■ Work instruction
Pick every line from the data below that contains the string "replaycam" and copy it.

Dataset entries
----------

/// Reset a dead worker's work item so another worker can pick it up.
/// Only in_progress and blocked work is touched; closed or already-open work
/// needs no action. Returns whether a reassignment happened.
fn reassign_orphan_work(store: &dyn WorkStore, work_id: &str) -> Result<bool, StoreError> {
    let issue = store.show(work_id)?;
    if issue.status != STATUS_IN_PROGRESS && issue.status != STATUS_BLOCKED {
        return Ok(false);
    }
    store.update(
        work_id,
        &UpdatePatch {
            status: Some("open".into()),
            assignee: Some(String::new()),
            ..Default::default()
        },
    )?;
    Ok(true)
}

/// Worker name from an agent bead id like `greenplace/polecats/alice`.
fn worker_name(agent_id: &str) -> String {
    agent_id.rsplit('/').next().unwrap_or(agent_id).to_string()
}

/// Split `rig/polecats/name` into (rig, name).
pub fn polecat_from_agent_id(agent_id: &str) -> Option<(String, String)> {
    let mut parts = agent_id.split('/');
    let rig = parts.next()?;
    if parts.next()? != "polecats" {
        return None;
    }
    let name = parts.next()?;
    if parts.next().is_some() || rig.is_empty() || name.is_empty() {
        return None;
    }
    Some((rig.to_string(), name.to_string()))
}

/// A crashed worker is respawned when its session vanished while it still
/// held a hook. Agents paused on purpose are left alone.
pub fn needs_recovery(fields: &AgentFields, has_session: bool) -> bool {
    if fields.lifecycle_state == LIFECYCLE_TERMINATED {
        return false;
    }
    if fields.hook_bead.is_empty() && fields.assigned_work.is_empty() {
        return false;
    }
    if fields.lifecycle_state == "stuck" || fields.lifecycle_state == "awaiting-gate" {
        return false;
    }
    !has_session
}

/// A finished worker is removed once its session is gone and it reported
/// itself clean (or never reported at all).
pub fn should_cleanup(fields: &AgentFields, has_session: bool) -> bool {
    if fields.lifecycle_state != "done" {
        return false;
    }
    if has_session {
        return false;
    }
    fields.cleanup_status.is_empty() || fields.cleanup_status == "clean"
}

/// Summary of one lifecycle tick.
#[derive(Debug, Default)]
pub struct CycleStats {
    pub checked: usize,
    pub recovered: usize,
    pub cleaned: usize,
}

/// The per-town supervisory loop.
pub struct LifecycleManager {
    town: TownPaths,
    rigs: Vec<String>,
    config: LifecycleConfig,
    tmux: Tmux,
    /// Command started inside a recovered worker's session.
    agent_command: String,
}
fn run_status(args: StatusArgs) -> anyhow::Result<()> {
    let cwd = std::env::current_dir()?;
    let beads = Beads::new(&cwd);
    let mr = beads.show(&args.mr_id)?;
    let fields = MrFields::parse(&mr.description).unwrap_or_default();

    let output = MrStatusOutput {
        id: mr.id.clone(),
        title: mr.title.clone(),
        status: mr.status.clone(),
        priority: mr.priority,
        assignee: mr.assignee.clone(),
        created_at: mr.created_at.clone(),
        updated_at: mr.updated_at.clone(),
        closed_at: mr.closed_at.clone(),
        fields: MrStatusFields {
            branch: fields.branch,
            target: fields.target,
            source_issue: fields.source_issue,
            worker: fields.worker,
            rig: fields.rig,
            merge_commit: fields.merge_commit,
            close_reason: fields.close_reason,
            retry_count: fields.retry_count,
        },
        depends_on: mr.dependencies.iter().map(|d| d.id.clone()).collect(),
        blocks: mr.dependents.iter().map(|d| d.id.clone()).collect(),
    };

    if args.json {
        return print_json(&output);
    }

    println!("Merge request {}", output.id);
    println!("  {}", output.title);
    println!("  status:   {} (P{})", output.status, output.priority);
    if !output.assignee.is_empty() {
        println!("  assignee: {}", output.assignee);
    }
    if !output.fields.branch.is_empty() {
        println!("  branch:   {} → {}", output.fields.branch, output.fields.target);
    }
    if !output.fields.worker.is_empty() {
        println!("  worker:   {}", output.fields.worker);
    }
    if output.fields.retry_count > 0 {
        println!("  retries:  {}", output.fields.retry_count);
    }
    if !output.fields.merge_commit.is_empty() {
        println!("  merged:   {}", output.fields.merge_commit);
    }
    if !output.fields.close_reason.is_empty() {
        println!("  closed:   {}", output.fields.close_reason);
    }
    for dep in &output.depends_on {
        println!("  waiting on {dep}");
    }
    for dep in &output.blocks {
        println!("  blocking {dep}");
    }
    Ok(())
}

fn run_integration(command: IntegrationCommand) -> anyhow::Result<()> {
    let town_root = workspace::find_from_cwd()?;
    let cwd = std::env::current_dir()?;
    let rig = workspace::rig_from_dir(&town_root, &cwd)?;
    let town = TownPaths::new(&town_root);
    let clone = town.rig_clone(&rig);
    let beads = Beads::new(&clone);
    let git = Git::new(&clone);

    match command {
        IntegrationCommand::Create { epic } => {
            let branch = refinery::integration_create(&beads, &git, &epic)?;
            println!("Created integration branch");
            println!("  epic:   {epic}");
            println!("  branch: {branch}");
            println!("  future MRs for this epic's children can target it:");
            println!("    gt mq submit --epic {epic}");
            Ok(())
        }
        IntegrationCommand::Land {
            epic,
            force,
            skip_tests,
            dry_run,
        } => {
            let config = RigConfig::load(&town.rig_dir(&rig))?;
            let opts = LandOptions {
                force,
                skip_tests,
                dry_run,
                test_command: config.merge_queue.test_command.clone(),
            };
            refinery::integration_land(&beads, &git, &epic, &opts)?;
            if dry_run {
                println!("Dry run: integration/{epic} is ready to land");
            } else {
                println!("Landed integration/{epic} to main");
            }
            Ok(())
        }
        IntegrationCommand::Status { epic, json } => {
            let status = refinery::integration_status(&beads, &git, &epic)?;
            if json {
                return print_json(&status);
            }
            println!("Integration: {}", status.branch);
            if !status.created.is_empty() {
                println!("  created: {}", status.created);
            }
            println!("  ahead of main: {} commits", status.ahead_of_main);
            println!("  merged MRs ({}):", status.merged_mrs.len());
            for mr in &status.merged_mrs {
                println!("    {:<14} {}", mr.id, mr.title);
            }
            println!("  pending MRs ({}):", status.pending_mrs.len());
            for mr in &status.pending_mrs {
                println!("    {:<14} {} ({})", mr.id, mr.title, mr.status);
            }
            Ok(())
        }
    }
}

/// Compact age like `5m` or `2d` from an RFC3339 creation time.
fn format_age(created_at: &str) -> String {
    let Ok(t) = DateTime::parse_from_rfc3339(created_at) else {
        return "?".into();
    };
    let elapsed = Utc::now().signed_duration_since(t.with_timezone(&Utc));
    let secs = elapsed.num_seconds().max(0);
    if secs < 60 {
        format!("{secs}s")
    } else if secs < 3600 {
        format!("{}m", secs / 60)
    } else if secs < 86_400 {
        format!("{}h", secs / 3600)
    } else {
        format!("{}d", secs / 86_400)
    }
}

fn truncate(s: &str, max: usize) -> String {
    if s.len() <= max {
        s.to_string()
    } else if max > 3 {
        format!("{}...", &s[..max - 3])
    } else {
        s[..max].to_string()
    }
}
#[cfg(test)]
mod tests {
    use super::*;
    use crate::config::lookup_from_map;
    use std::collections::HashMap;

    fn test_config() -> Config {
        let env = HashMap::from([
            ("CAMERA_1_URL".to_string(), "rtsp://10.0.0.10/stream".to_string()),
            ("TEMP_DIR".to_string(), "/tmp/vbuf-test".to_string()),
        ]);
        Config::from_lookup(&lookup_from_map(env)).expect("config")
    }

    #[test]
    fn encoder_args_shape() {
        let cfg = test_config();
        let cam = cfg.cameras[0].clone();
        let args = encoder_args(&cam, &cfg);

        let find = |flag: &str| -> &str {
            let i = args.iter().position(|a| a == flag).expect(flag);
            &args[i + 1]
        };

        assert_eq!(find("-rtsp_transport"), "tcp");
        assert_eq!(find("-i"), "rtsp://10.0.0.10/stream");
        assert_eq!(find("-c:v"), "libx264");
        assert_eq!(find("-preset"), "ultrafast");
        assert_eq!(find("-crf"), "23");
        // 1 s keyframe interval at nominal 30 fps.
        assert_eq!(find("-g"), "30");
        assert_eq!(find("-keyint_min"), "30");
        assert_eq!(find("-force_key_frames"), "expr:gte(t,n_forced*1)");
        assert_eq!(find("-segment_time"), "5");
        assert_eq!(find("-segment_atclocktime"), "1");
        assert_eq!(find("-strftime"), "1");

        let pattern = args.last().unwrap();
        assert!(pattern.ends_with("camera_1_%Y%m%d_%H%M%S.mp4"));
        assert!(pattern.contains("camera_1"));
    }

    #[test]
    fn backoff_doubles_and_caps() {
        let policy = ReconnectConfig {
            initial_delay: Duration::from_secs(2),
            max_delay: Duration::from_secs(30),
            max_attempts: 0,
        };
        assert_eq!(backoff_delay(1, &policy), Duration::from_secs(2));
        assert_eq!(backoff_delay(2, &policy), Duration::from_secs(4));
        assert_eq!(backoff_delay(3, &policy), Duration::from_secs(8));
        assert_eq!(backoff_delay(4, &policy), Duration::from_secs(16));
        assert_eq!(backoff_delay(5, &policy), Duration::from_secs(30));
        assert_eq!(backoff_delay(40, &policy), Duration::from_secs(30));
    }

    #[test]
    fn record_segment_resets_attempts() {
        let mut st = CaptureState::new("camera_1");
        st.reconnect_attempts = 4;
        st.phase = SupervisorPhase::Degraded;
        st.record_segment();
        assert_eq!(st.reconnect_attempts, 0);
        assert_eq!(st.total_segments, 1);
        assert_eq!(st.phase, SupervisorPhase::Running);
        assert!(st.last_segment_at.is_some());
    }
}
// This software is provided for non-commercial use only.
// Commercial use is strictly prohibited.
// If you use, modify, or redistribute this software, you must provide proper attribution to the original author.
// (c) 2026 Onur Tuna. All rights reserved.

//! replaycam — RTSP replay buffer with on-demand clip capture.
//!
//! Usage:
//!   replaycam run    [--env-file config.env]
//!   replaycam status [--env-file config.env]
//!
//! Configuration comes from the environment (see config.rs); the optional
//! env file is loaded first. `run` starts capture and blocks until Ctrl+C
//! or a keyboard quit; `status` prints the resolved configuration and an
//! offline scan of whatever segments are on scratch storage.

use std::path::PathBuf;

use anyhow::Context;
use clap::{Parser, Subcommand};
use tracing::{error, info};
use tracing_subscriber::layer::SubscriberExt;
use tracing_subscriber::util::SubscriberInitExt;
use tracing_subscriber::EnvFilter;

use replaycam::config::{Config, LogFormat};
use replaycam::manager::Orchestrator;
use replaycam::watcher::list_segment_files;

#[derive(Parser)]
#[command(name = "replaycam", about = "RTSP replay buffer with on-demand clip capture", version)]
struct Cli {
    #[command(subcommand)]
    command: Command,
}

#[derive(Subcommand)]
enum Command {
    /// Start capturing all configured cameras.
    Run {
        /// Env file loaded before resolving configuration.
        #[arg(short, long, default_value = "config.env")]
        env_file: PathBuf,
    },
    /// Print the resolved configuration and scan scratch storage, then exit.
    Status {
        #[arg(short, long, default_value = "config.env")]
        env_file: PathBuf,
    },
}

#[tokio::main]
async fn main() {
    let cli = Cli::parse();

    match cli.command {
        Command::Run { env_file } => run(env_file).await,
        Command::Status { env_file } => status(env_file),
    }
}

fn load_config(env_file: &PathBuf) -> Config {
    match try_load_config(env_file) {
        Ok(cfg) => cfg,
        Err(e) => {
            eprintln!("Configuration error: {e:#}");
            std::process::exit(1);
        }
    }
}

fn try_load_config(env_file: &PathBuf) -> anyhow::Result<Config> {
    // A missing env file is fine — plain environment variables still apply.
    if env_file.exists() {
        dotenvy::from_path(env_file)
            .with_context(|| format!("loading env file {}", env_file.display()))?;
    }
    Config::from_env().context("resolving configuration from environment")
}

/// Console layer per `LOG_FORMAT`, plus a JSON file layer under `./logs/`.
/// The returned guard must stay alive for the file writer to flush.
fn init_tracing(config: &Config) -> Option<tracing_appender::non_blocking::WorkerGuard> {
    let filter = EnvFilter::try_from_default_env()
        .unwrap_or_else(|_| EnvFilter::new(config.log_level.clone()));

    let guard = match std::fs::create_dir_all("./logs") {
        Ok(()) => {
            let appender = tracing_appender::rolling::daily("./logs", "system.log");
            let (writer, guard) = tracing_appender::non_blocking(appender);
            let file_layer = tracing_subscriber::fmt::layer()
                .json()
                .with_ansi(false)
                .with_writer(writer);

            match config.log_format {
                LogFormat::Json => tracing_subscriber::registry()
                    .with(filter)
                    .with(file_layer)
                    .with(tracing_subscriber::fmt::layer().json())
                    .init(),
                LogFormat::Text => tracing_subscriber::registry()
                    .with(filter)
                    .with(file_layer)
                    .with(tracing_subscriber::fmt::layer())
                    .init(),
            }
            Some(guard)
        }
        Err(e) => {
            // No file logging, console only.
            match config.log_format {
                LogFormat::Json => tracing_subscriber::registry()
                    .with(filter)
                    .with(tracing_subscriber::fmt::layer().json())
                    .init(),
                LogFormat::Text => tracing_subscriber::registry()
                    .with(filter)
                    .with(tracing_subscriber::fmt::layer())
                    .init(),
            }
            eprintln!("File logging disabled ({e})");
            None
        }
    };
    guard
}

async fn run(env_file: PathBuf) {
    let config = load_config(&env_file);
    let _log_guard = init_tracing(&config);

    info!(
        cameras = config.cameras.len(),
        chunk_seconds = config.chunk_seconds,
        buffer_seconds = config.buffer_seconds,
        clip_seconds = config.clip_seconds,
        "Starting replay buffer"
    );

    let mut orchestrator = match Orchestrator::new(config) {
        Ok(o) => o,
        Err(e) => {
            error!(error = %e, "Initialisation failed");
            std::process::exit(1);
        }
    };

    if let Err(e) = orchestrator.run().await {
        error!(error = %e, "Fatal error in main loop");
        std::process::exit(1);
    }
}

fn status(env_file: PathBuf) {
    let config = load_config(&env_file);

    println!("=== replaycam status ===");
    println!("Chunk       : {} s", config.chunk_seconds);
    println!("Window      : {} s ({} chunks)", config.buffer_seconds, config.window_chunks());
    println!("Clip length : {} s", config.clip_seconds);
    println!("Scratch     : {}", config.temp_dir.display());
    println!("Clips       : {}", config.clips_dir.display());
    println!("Trigger     : {:?}", config.trigger_mode);
    println!("Cameras     : {}", config.cameras.len());

    for cam in &config.cameras {
        let prefix = format!("{}_", cam.id);
        let files = list_segment_files(&cam.scratch_dir, &prefix);
        let bytes: u64 = files
            .iter()
            .filter_map(|name| std::fs::metadata(cam.scratch_dir.join(name)).ok())
            .map(|m| m.len())
            .sum();
        println!(
            "  {} — {} — {} segments on scratch ({} KiB)",
            cam.id,
            cam.url,
            files.len(),
            bytes / 1024,
        );
    }
}
// This software is provided for non-commercial use only.
// Commercial use is strictly prohibited.
// If you use, modify, or redistribute this software, you must provide proper attribution to the original author.
// (c) 2026 Onur Tuna. All rights reserved.

//! Trigger front-ends and the clip job queue.
//!
//! Both front-ends reduce to the same thing: enqueue a
//! `(timestamp, selector, duration)` request on a bounded FIFO channel. A
//! single worker drains the queue and drives the clip composer, so clip
//! jobs are serialised — two near-simultaneous triggers yield two clips,
//! never a merged one.
//!
//! Endpoints (HTTP mode):
//!   POST /save-clip   body {camera_id?: "all"|"camera_<n>", duration?: secs}
//!   GET  /status      system summary (captures, buffers, health, clips)
//!   GET  /health      liveness probe
//!
//! Keyboard mode reads stdin lines: `s` saves a clip for all cameras,
//! `q`/`quit`/`exit` requests shutdown. HTTP mode keeps the keyboard reader
//! too, for local control.

use std::collections::HashMap;
use std::sync::Arc;
use std::time::Duration;

use axum::extract::State;
use axum::http::StatusCode;
use axum::response::IntoResponse;
use axum::routing::{get, post};
use axum::{Json, Router};
use chrono::{DateTime, Utc};
use parking_lot::Mutex;
use serde::Deserialize;
use serde_json::json;
use tokio::io::AsyncBufReadExt;
use tokio::sync::{mpsc, watch};
use tokio::task::JoinHandle;
use tower_http::cors::CorsLayer;
use tracing::{error, info, warn};

use crate::buffer::BufferManager;
use crate::capture::CaptureState;
use crate::clip::ClipComposer;
use crate::config::Config;
use crate::error::{ReplayError, Result};
use crate::monitor::HealthRegistry;

/// Bounded queue depth; beyond this, triggers are rejected rather than
/// silently coalesced.
const TRIGGER_QUEUE_DEPTH: usize = 32;
/// Worker poll bound so shutdown stays responsive.
const WORKER_RECV_TIMEOUT: Duration = Duration::from_secs(1);

/// Which cameras a trigger applies to.
#[derive(Debug, Clone, PartialEq, Eq)]
pub enum ClipSelector {
    All,
    Camera(String),
}

impl ClipSelector {
    /// Parse the wire form: `all` or a configured `camera_<n>` id.
    pub fn parse(raw: &str, config: &Config) -> Result<Self> {
        if raw == "all" {
            return Ok(ClipSelector::All);
        }
        if config.camera(raw).is_some() {
            return Ok(ClipSelector::Camera(raw.to_string()));
        }
        Err(ReplayError::Trigger(format!("unknown camera_id '{raw}'")))
    }
}

/// One clip request, as enqueued by a front-end.
#[derive(Debug, Clone)]
pub struct TriggerRequest {
    pub request_time: DateTime<Utc>,
    pub selector: ClipSelector,
    pub requested_duration: f64,
}

enum KeyboardAction {
    Save,
    Quit,
    Ignore,
}

fn keyboard_action(line: &str) -> KeyboardAction {
    match line.trim().to_ascii_lowercase().as_str() {
        "s" => KeyboardAction::Save,
        "q" | "quit" | "exit" => KeyboardAction::Quit,
        _ => KeyboardAction::Ignore,
    }
}

/// Owns the trigger queue and the front-end tasks.
pub struct TriggerSystem {
    config: Arc<Config>,
    composer: Arc<ClipComposer>,
    tx: mpsc::Sender<TriggerRequest>,
    rx: Mutex<Option<mpsc::Receiver<TriggerRequest>>>,
}

impl TriggerSystem {
    pub fn new(config: Arc<Config>, composer: Arc<ClipComposer>) -> Self {
        let (tx, rx) = mpsc::channel(TRIGGER_QUEUE_DEPTH);
        TriggerSystem { config, composer, tx, rx: Mutex::new(Some(rx)) }
    }

    pub fn sender(&self) -> mpsc::Sender<TriggerRequest> {
        self.tx.clone()
    }

    /// Validate and enqueue a request stamped with the current instant.
    pub fn enqueue(&self, selector: ClipSelector, duration: Option<f64>) -> Result<DateTime<Utc>> {
        let duration = duration.unwrap_or(self.config.clip_seconds as f64);
        if duration <= 0.0 || duration > self.config.buffer_seconds as f64 {
            return Err(ReplayError::Trigger(format!(
                "duration must be in (0, {}] seconds",
                self.config.buffer_seconds
            )));
        }

        let request_time = Utc::now();
        self.tx
            .try_send(TriggerRequest { request_time, selector, requested_duration: duration })
            .map_err(|_| ReplayError::Trigger("trigger queue full or closed".into()))?;
        Ok(request_time)
    }

    /// The materialiser worker: drains the FIFO and runs the composer.
    pub fn spawn_worker(&self, shutdown: watch::Receiver<bool>) -> JoinHandle<()> {
        let mut rx = self
            .rx
            .lock()
            .take()
            .expect("trigger worker spawned twice");
        let composer = self.composer.clone();
        let shutdown = shutdown;

        tokio::spawn(async move {
            info!("Clip trigger worker started");
            loop {
                let request =
                    match tokio::time::timeout(WORKER_RECV_TIMEOUT, rx.recv()).await {
                        Ok(Some(req)) => req,
                        Ok(None) => break,
                        Err(_) => {
                            if *shutdown.borrow() {
                                break;
                            }
                            continue;
                        }
                    };

                info!(
                    selector = ?request.selector,
                    duration = request.requested_duration,
                    request_time = %request.request_time,
                    "Processing trigger"
                );
                let results = composer
                    .generate_for(
                        &request.selector,
                        request.request_time,
                        request.requested_duration,
                    )
                    .await;

                let ok = results.values().filter(|o| o.success).count();
                info!(
                    succeeded = ok,
                    total = results.len(),
                    "Trigger processed"
                );
            }
            info!("Clip trigger worker stopped");
        })
    }

    /// Line-oriented stdin front-end.
    pub fn spawn_keyboard(
        self: &Arc<Self>,
        quit_tx: mpsc::Sender<()>,
        mut shutdown: watch::Receiver<bool>,
    ) -> JoinHandle<()> {
        let this = self.clone();
        tokio::spawn(async move {
            println!("──────────────────────────────────────────────");
            println!("Replay buffer running");
            println!("  's' + ENTER  save a clip from all cameras");
            println!("  'q' + ENTER  shut down");
            println!("──────────────────────────────────────────────");

            let mut lines = tokio::io::BufReader::new(tokio::io::stdin()).lines();
            loop {
                let line = tokio::select! {
                    line = lines.next_line() => line,
                    _ = shutdown.changed() => {
                        if *shutdown.borrow() { break; }
                        continue;
                    }
                };

                match line {
                    Ok(Some(line)) => match keyboard_action(&line) {
                        KeyboardAction::Save => {
                            match this.enqueue(ClipSelector::All, None) {
                                Ok(t) => {
                                    println!("[{}] Saving clip…", t.format("%H:%M:%S"));
                                }
                                Err(e) => {
                                    warn!(error = %e, "Keyboard trigger rejected");
                                    println!("Could not queue clip: {e}");
                                }
                            }
                        }
                        KeyboardAction::Quit => {
                            println!("Shutting down…");
                            let _ = quit_tx.send(()).await;
                            break;
                        }
                        KeyboardAction::Ignore => {}
                    },
                    Ok(None) => break, // stdin closed
                    Err(e) => {
                        warn!(error = %e, "Keyboard reader error");
                        break;
                    }
                }
            }
        })
    }

    /// HTTP front-end. Binds `0.0.0.0:<HTTP_PORT>` and serves until the
    /// shutdown flag flips.
    pub fn spawn_http(
        self: &Arc<Self>,
        state: Arc<ApiState>,
        mut shutdown: watch::Receiver<bool>,
    ) -> JoinHandle<()> {
        let port = self.config.http_port;
        tokio::spawn(async move {
            let app = build_router(state);
            let addr = format!("0.0.0.0:{port}");
            let listener = match tokio::net::TcpListener::bind(&addr).await {
                Ok(l) => l,
                Err(e) => {
                    error!(error = %e, addr, "Failed to bind trigger HTTP server");
                    return;
                }
            };
            info!(port, "Trigger HTTP server listening");

            let serve = axum::serve(listener, app).with_graceful_shutdown(async move {
                while shutdown.changed().await.is_ok() {
                    if *shutdown.borrow() {
                        break;
                    }
                }
            });
            if let Err(e) = serve.await {
                error!(error = %e, "Trigger HTTP server error");
            }
        })
    }
}

// ──────────────────────────── HTTP surface ───────────────────────────────

/// Shared state for the HTTP handlers.
pub struct ApiState {
    pub config: Arc<Config>,
    pub triggers: Arc<TriggerSystem>,
    pub registry: Arc<HealthRegistry>,
    pub buffers: Arc<BufferManager>,
    pub captures: HashMap<String, Arc<Mutex<CaptureState>>>,
    pub composer: Arc<ClipComposer>,
}

#[derive(Debug, Deserialize, Default)]
pub struct SaveClipBody {
    pub camera_id: Option<String>,
    pub duration: Option<f64>,
}

pub fn build_router(state: Arc<ApiState>) -> Router {
    Router::new()
        .route("/save-clip", post(handle_save_clip))
        .route("/status", get(handle_status))
        .route("/health", get(handle_health))
        .fallback(handle_not_found)
        .layer(CorsLayer::permissive())
        .with_state(state)
}

async fn handle_save_clip(
    State(state): State<Arc<ApiState>>,
    body: axum::body::Bytes,
) -> impl IntoResponse {
    // An absent body means "all cameras, default duration".
    let body: SaveClipBody = if body.is_empty() {
        SaveClipBody::default()
    } else {
        match serde_json::from_slice(&body) {
            Ok(parsed) => parsed,
            Err(e) => {
                return (
                    StatusCode::INTERNAL_SERVER_ERROR,
                    Json(json!({ "success": false, "message": format!("invalid body: {e}") })),
                );
            }
        }
    };
    let raw_selector = body.camera_id.as_deref().unwrap_or("all");

    let selector = match ClipSelector::parse(raw_selector, &state.config) {
        Ok(s) => s,
        Err(e) => {
            return (
                StatusCode::INTERNAL_SERVER_ERROR,
                Json(json!({ "success": false, "message": e.to_string() })),
            );
        }
    };

    match state.triggers.enqueue(selector, body.duration) {
        Ok(trigger_time) => {
            info!(camera_id = raw_selector, "Trigger accepted via HTTP");
            (
                StatusCode::OK,
                Json(json!({
                    "success": true,
                    "message": "Clip save queued",
                    "trigger_time": trigger_time.to_rfc3339(),
                    "camera_id": raw_selector,
                })),
            )
        }
        Err(e) => (
            StatusCode::INTERNAL_SERVER_ERROR,
            Json(json!({ "success": false, "message": e.to_string() })),
        ),
    }
}

async fn handle_status(State(state): State<Arc<ApiState>>) -> impl IntoResponse {
    let captures: HashMap<&String, CaptureState> = state
        .captures
        .iter()
        .map(|(id, st)| (id, st.lock().clone()))
        .collect();

    (
        StatusCode::OK,
        Json(json!({
            "status": "running",
            "timestamp": Utc::now().to_rfc3339(),
            "cameras_count": state.config.cameras.len(),
            "buffer_duration": state.config.buffer_seconds,
            "clip_duration": state.config.clip_seconds,
            "captures": captures,
            "buffers": state.buffers.all_info(),
            "clip_generator": state.composer.stats(),
            "health": state.registry.summary(),
        })),
    )
}

async fn handle_health() -> impl IntoResponse {
    (StatusCode::OK, Json(json!({ "status": "healthy" })))
}

async fn handle_not_found() -> impl IntoResponse {
    (
        StatusCode::NOT_FOUND,
        Json(json!({
            "error": "Endpoint not found",
            "available_endpoints": [
                "POST /save-clip - save a clip",
                "GET /status - system status",
                "GET /health - health check",
            ],
        })),
    )
}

----------

■ Response area
//! replaycam — RTSP replay buffer with on-demand clip capture.
//!   replaycam run    [--env-file config.env]
//!   replaycam status [--env-file config.env]
use replaycam::config::{Config, LogFormat};
use replaycam::manager::Orchestrator;
use replaycam::watcher::list_segment_files;
#[command(name = "replaycam", about = "RTSP replay buffer with on-demand clip capture", version)]
    println!("=== replaycam status ===");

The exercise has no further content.